Saturday, August 20, 2022

Extremely Difficult Trivia About "The Lost Boys" (1987)

      Thought I'd take a break from writing about strange foods and drinks, and do another movie trivia quiz.  This one is about "The Lost Boys," the 1987 horror/comedy about vampires.  One of the best vampire movies ever, in my opinion--it's fairly family friendly, but also brings the goods on the intense, scary aspects.  As always, these are unimportant details, of interest only to other obsessive fans.  SPOILERS abound, clearly, so be forewarned if you haven't seen the movie yet.  And if you haven't, you really should--sure, some of the clothing styles and cultural references are dated, but the core of the movie is pretty timeless, I think.  Questions first, followed by the answers below.

Questions:

1)    What U.S. state is the fictional town of Santa Carla located in? 

2)    Where are Lucy, Michael, and Sam coming from?

3)    What famous horror movie do Sam and Michael mention as they observe Grandpa's house for the first time?

4)    True or false?  Lucy is a widow.

5)    Grandpa says the 2nd shelf in the refrigerator is his alone.  What three products are on it, according to what he says, and what we can see?

6)    What season, and year is the movie set?

7)    What is the name of the temporarily lost boy that Lucy helps, impressing Max upon their first meeting inside his video rental store?

8)    What type of comic book does Sam first pick up in the Frog's comic book store?

9)    What particular comic book does Sam say he's looking for?

10)   What type of comic books does Sam say are racked incorrectly?

11)   What two horror comics do the Frog brothers push Sam to read?

12)   As the 6 young vampires/leave the boardwalk, Star sits behind David on his motorcycle.  Which vampire gives little kid vamp Laddie a ride on the back of his motorcycle?

13)   A couple are attacked by the vampires while in their car.  The woman is reading a stolen comic book just before, resisting her boyfriend's attempts to make out.  What is this comic?
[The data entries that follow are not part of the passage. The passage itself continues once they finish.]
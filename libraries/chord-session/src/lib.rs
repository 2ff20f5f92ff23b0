//! Chord Session
//!
//! The player facade: one [`Session`] owns the database pool, the playback
//! state machine, the audio sink, and the duration probe. The embedding
//! application calls its operations (import, select, playlist edits) and
//! renders from [`PlayerView`] snapshots plus drained events.
//!
//! # Example
//!
//! ```rust,ignore
//! let pool = chord_storage::create_pool("sqlite://chord.db").await?;
//! chord_storage::run_migrations(&pool).await?;
//!
//! let mut session = Session::new(pool, sink, Box::new(SymphoniaProbe), SessionConfig::default());
//! session.load().await?;
//! session.import_track(bytes, "audio/mpeg", "song.mp3").await?;
//! ```

#![forbid(unsafe_code)]

mod probe;
mod session;
mod view;

pub use probe::SymphoniaProbe;
pub use session::Session;
pub use view::{CurrentTrackView, PlayerView, PlaylistView, TrackView};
14)   What is the license plate for Grandpa's classic blue and white car?

15)   After they make eyes at each other at the outdoor music concert, Star then approaches and talks to Michael the next night.  What does she first say to Michael?

16)   According to Michael, his hippie parents almost named him what?

17)   David challenges Michael to ride his motorcycle with them to what Santa Carla landmark?

18)   What vampire does David send to get food, and later, the bottle of vampire blood?

19)   Grandpa gives Sam several taxidermied animals, much to Sam's chagrin.  What is the first one?

20)   What movie poster is seen on the walls of Sam's bedroom?

21)   On Sam's closet door is a beefcake poster of what celebrity?

22)   What is the surname of the Lucy, Michael, and Sam family?  (It's said only once in the movie, by David.)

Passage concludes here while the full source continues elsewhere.